I'm close fast, but the pleasure feels hollow, like looking at a picture of a cake and not being able to eat it. I force myself to think about the first time we had sex because that was the most impersonal. I don't want to orgasm to memories of the tender moments we shared before I left Nicole in London. It seems like a betrayal somehow. After I come in thick streams against my belly, I pull off my shorts to clean myself up and then force myself into the shower.
While I wash, I consider not going to Rhode Island. It was hard before her email, knowing that I left her behind and that she probably hates me for it. Now that she's confirmed that she wants more, can I stay in Atlanta and work a typical day knowing she's waiting for me? An image of her sitting in her hotel room, looking at her watch, floods my mind, and it aches in my chest.
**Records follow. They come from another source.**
//! Query-string contract of the search page (`?q=<query>&debug=1`).

use url::form_urlencoded;

#[derive(Debug, Clone, PartialEq, Eq, Default)]
pub struct LocationParams {
    pub query: Option<String>,
    pub debug: bool,
}

/// Parses `?q=...&debug=1` (the leading `?` is optional).
pub fn parse_location(search: &str) -> LocationParams {
    let raw = search.split_once('?').map(|(_, rest)| rest).unwrap_or(search);
    let mut params = LocationParams::default();
    for (key, value) in form_urlencoded::parse(raw.as_bytes()) {
        match key.as_ref() {
            "q" if params.query.is_none() => {
                let value = value.trim();
                if !value.is_empty() {
                    params.query = Some(value.to_string());
                }
            }
            "debug" => params.debug = value == "1",
            _ => {}
        }
    }
    params
}

/// Location that encodes `query` so reload/back-navigation restores it.
pub fn search_location(path: &str, query: &str) -> String {
    let encoded: String = form_urlencoded::byte_serialize(query.as_bytes()).collect();
    format!("{path}?q={encoded}")
}

#[cfg(test)]
mod tests {
    use super::*;

    #[test]
    fn round_trips_through_the_query_string() {
        let location = search_location("/results.html", "cats & dogs");
        assert_eq!(location, "/results.html?q=cats+%26+dogs");
        let params = parse_location(&location);
        assert_eq!(params.query.as_deref(), Some("cats & dogs"));
        assert!(!params.debug);
    }

    #[test]
    fn debug_flag_and_blank_query() {
        let params = parse_location("?q=%20%20&debug=1");
        assert_eq!(params.query, None);
        assert!(params.debug);
        assert_eq!(parse_location(""), LocationParams::default());
    }
}
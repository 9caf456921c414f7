use std::time::Duration;

use crate::location::search_location;
use crate::view_model::{render, AppViewModel, DebugView, ResultsView};
use crate::{Filter, Gallery, NormalizedResult};

/// Identifies one search request. The highest issued token is the current one.
pub type SearchToken = u64;

pub const DEFAULT_DEBOUNCE: Duration = Duration::from_millis(350);
pub const GALLERY_FADE: Duration = Duration::from_millis(200);
pub const DEFAULT_PAGE_PATH: &str = "/results.html";

#[derive(Debug, Clone, PartialEq, Eq)]
pub struct SessionConfig {
    pub debounce: Duration,
    pub gallery_fade: Duration,
    /// Path the search location is encoded against.
    pub page_path: String,
}

impl Default for SessionConfig {
    fn default() -> Self {
        Self {
            debounce: DEFAULT_DEBOUNCE,
            gallery_fade: GALLERY_FADE,
            page_path: DEFAULT_PAGE_PATH.to_string(),
        }
    }
}

/// All mutable state of the search page. Owned by the update loop; the token
/// counter here is the single source of truth for staleness.
#[derive(Debug, Clone, PartialEq, Eq)]
pub struct SearchSession {
    config: SessionConfig,
    input: String,
    last_query: String,
    token: SearchToken,
    debounce_generation: u64,
    armed_debounce: Option<u64>,
    is_searching: bool,
    last_results: Vec<NormalizedResult>,
    filter: Filter,
    displayed: ResultsView,
    gallery: Gallery,
    location: Option<String>,
    debug: bool,
    dirty: bool,
}

impl Default for SearchSession {
    fn default() -> Self {
        Self::new(SessionConfig::default())
    }
}

impl SearchSession {
    pub fn new(config: SessionConfig) -> Self {
        Self {
            config,
            input: String::new(),
            last_query: String::new(),
            token: 0,
            debounce_generation: 0,
            armed_debounce: None,
            is_searching: false,
            last_results: Vec::new(),
            filter: Filter::All,
            displayed: ResultsView::Blank,
            gallery: Gallery::new(),
            location: None,
            debug: false,
            dirty: false,
        }
    }

    pub fn view(&self) -> AppViewModel {
        AppViewModel {
            input: self.input.clone(),
            filter: self.filter,
            loading: self.is_searching,
            results: self.displayed.clone(),
            gallery: self.gallery.view(),
            scroll_locked: self.gallery.is_open(),
            location: self.location.clone(),
            debug: self.debug.then(|| DebugView {
                token: self.token,
                last_query: self.last_query.clone(),
                is_searching: self.is_searching,
                result_count: self.last_results.len(),
                filter: self.filter,
            }),
            dirty: self.dirty,
        }
    }

    /// Returns whether anything changed since the last call, and clears the flag.
    pub fn consume_dirty(&mut self) -> bool {
        std::mem::take(&mut self.dirty)
    }

    pub fn config(&self) -> &SessionConfig {
        &self.config
    }

    pub fn current_token(&self) -> SearchToken {
        self.token
    }

    pub fn is_searching(&self) -> bool {
        self.is_searching
    }

    pub fn last_results(&self) -> &[NormalizedResult] {
        &self.last_results
    }

    pub fn filter(&self) -> Filter {
        self.filter
    }

    pub fn gallery(&self) -> &Gallery {
        &self.gallery
    }

    pub fn has_pending_debounce(&self) -> bool {
        self.armed_debounce.is_some()
    }

    pub(crate) fn gallery_mut(&mut self) -> &mut Gallery {
        self.dirty = true;
        &mut self.gallery
    }

    pub(crate) fn input(&self) -> &str {
        &self.input
    }

    pub(crate) fn set_input(&mut self, input: String) {
        self.input = input;
        self.dirty = true;
    }

    pub(crate) fn enable_debug(&mut self) {
        self.debug = true;
        self.dirty = true;
    }

    pub(crate) fn set_loading(&mut self, loading: bool) {
        self.is_searching = loading;
        self.dirty = true;
    }

    pub(crate) fn show_prompt(&mut self) {
        self.displayed = ResultsView::Prompt;
        self.is_searching = false;
        self.dirty = true;
    }

    pub(crate) fn show_error(&mut self, message: &str) {
        self.displayed = ResultsView::Error(message.to_string());
        self.dirty = true;
    }

    /// Arms a new debounce generation; any earlier one becomes stale.
    pub(crate) fn arm_debounce(&mut self) -> u64 {
        self.debounce_generation += 1;
        self.armed_debounce = Some(self.debounce_generation);
        self.debounce_generation
    }

    /// Disarms the pending debounce. Returns whether one was armed.
    pub(crate) fn disarm_debounce(&mut self) -> bool {
        self.armed_debounce.take().is_some()
    }

    /// Consumes the armed debounce if `generation` is the armed one.
    pub(crate) fn take_debounce(&mut self, generation: u64) -> bool {
        if self.armed_debounce == Some(generation) {
            self.armed_debounce = None;
            true
        } else {
            false
        }
    }

    /// Issues the next token and clears the display for the new search.
    pub(crate) fn begin_search(&mut self, query: &str) -> SearchToken {
        self.token += 1;
        self.last_query = query.to_string();
        self.location = Some(search_location(&self.config.page_path, query));
        self.is_searching = true;
        self.displayed = ResultsView::Blank;
        self.dirty = true;
        self.token
    }

    pub(crate) fn location(&self) -> Option<&str> {
        self.location.as_deref()
    }

    pub(crate) fn apply_results(&mut self, results: Vec<NormalizedResult>) {
        self.last_results = results;
        self.refresh_display();
    }

    pub(crate) fn set_filter(&mut self, filter: Filter) {
        self.filter = filter;
        self.refresh_display();
    }

    pub(crate) fn displayed(&self) -> &ResultsView {
        &self.displayed
    }

    fn refresh_display(&mut self) {
        if let Some(view) = render(&self.last_results, self.filter, self.is_searching) {
            self.displayed = view;
        }
        self.dirty = true;
    }
}
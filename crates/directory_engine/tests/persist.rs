use std::fs;

use directory_engine::{PersistError, StoreFiles};
use pretty_assertions::assert_eq;
use serde_json::json;
use tempfile::TempDir;

#[test]
fn root_is_created_on_demand() {
    let temp = TempDir::new().unwrap();
    let files = StoreFiles::new(temp.path().join("data"));
    files.ensure_root().unwrap();
    assert!(files.root().is_dir());
}

#[test]
fn root_that_is_a_file_is_rejected() {
    let temp = TempDir::new().unwrap();
    let path = temp.path().join("not_a_dir");
    fs::write(&path, "x").unwrap();

    let err = StoreFiles::new(path).ensure_root().unwrap_err();
    assert!(matches!(err, PersistError::StoreDir(_)));
}

#[test]
fn collection_rewrite_replaces_previous_documents() {
    let temp = TempDir::new().unwrap();
    let files = StoreFiles::new(temp.path().to_path_buf());
    assert!(files.read_collection("images").unwrap().is_empty());

    let first = files
        .write_collection("images", &[json!({ "title": "Sunset" })])
        .unwrap();
    assert_eq!(first, temp.path().join("collections/images.json"));

    let documents = vec![json!({ "title": "Sunset" }), json!({ "title": "Harbour" })];
    let second = files.write_collection("images", &documents).unwrap();
    assert_eq!(first, second);
    assert_eq!(files.read_collection("images").unwrap(), documents);

    let leftovers: Vec<_> = fs::read_dir(temp.path().join("collections"))
        .unwrap()
        .map(|entry| entry.unwrap().file_name().into_string().unwrap())
        .collect();
    assert_eq!(leftovers, vec!["images.json".to_string()]);
}

#[test]
fn non_array_collection_is_reported_by_name() {
    let temp = TempDir::new().unwrap();
    let files = StoreFiles::new(temp.path().to_path_buf());
    fs::create_dir_all(temp.path().join("collections")).unwrap();
    fs::write(files.collection_path("videos"), "{\"title\": \"Talk\"}").unwrap();

    match files.read_collection("videos").unwrap_err() {
        PersistError::NotAnArray(name) => assert_eq!(name, "videos"),
        other => panic!("unexpected error {other:?}"),
    }
}

#[test]
fn blobs_land_under_their_object_path() {
    let temp = TempDir::new().unwrap();
    let files = StoreFiles::new(temp.path().to_path_buf());

    let path = files.write_blob("video_posts/17_talk.mp4", b"mp4").unwrap();
    assert_eq!(path, temp.path().join("blobs/video_posts/17_talk.mp4"));
    assert_eq!(fs::read(&path).unwrap(), b"mp4");
}

#[test]
fn blob_under_a_file_leaves_nothing_behind() {
    let temp = TempDir::new().unwrap();
    let root = temp.path().join("not_a_dir");
    fs::write(&root, "x").unwrap();

    let result = StoreFiles::new(root.clone()).write_blob("a.png", b"data");
    assert!(result.is_err());
    assert_eq!(fs::read_to_string(&root).unwrap(), "x");
}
I don't want her to be disappointed or distressed.
But maybe it's best for both of us to be disappointed now and to hurt less in the long run. I can email Nicole back. Tell her that it isn't going to work out between us and wish her well. I can run from the first connection I've felt to a woman in a long time. I can hold to the rule and keep everyone at arm's length and never allow myself to get hurt again.
I scrub myself dry as if I can erase all the doubts and regrets that way, then stand and look at myself in the mirror. My reflection gazes back with an expression as empty as I feel inside. I've developed some lines around my eyes in the last year and a few streaks of gray have appeared in my hair, which make me look more mature. I'm a man on the outside, but I feel as uncertain as a teenager on the inside. It's as though Adrianna and her betrayal have reversed my emotional maturity, and I've been unable to move forward.
I rub at the skin around my mouth, stubble rasping against my fingers, imagining myself as an older man with salt and pepper hair and deeper lines on my face. What would my life be like then if I didn't try to move forward? Unmarried men in their forties are not seen as happily single out of choice, but as eternal playboys, or tragic figures with commitment issues. And who the fuck wants to be the only man in the room without kids to pass their good fortune on to? I don't want that to be that man.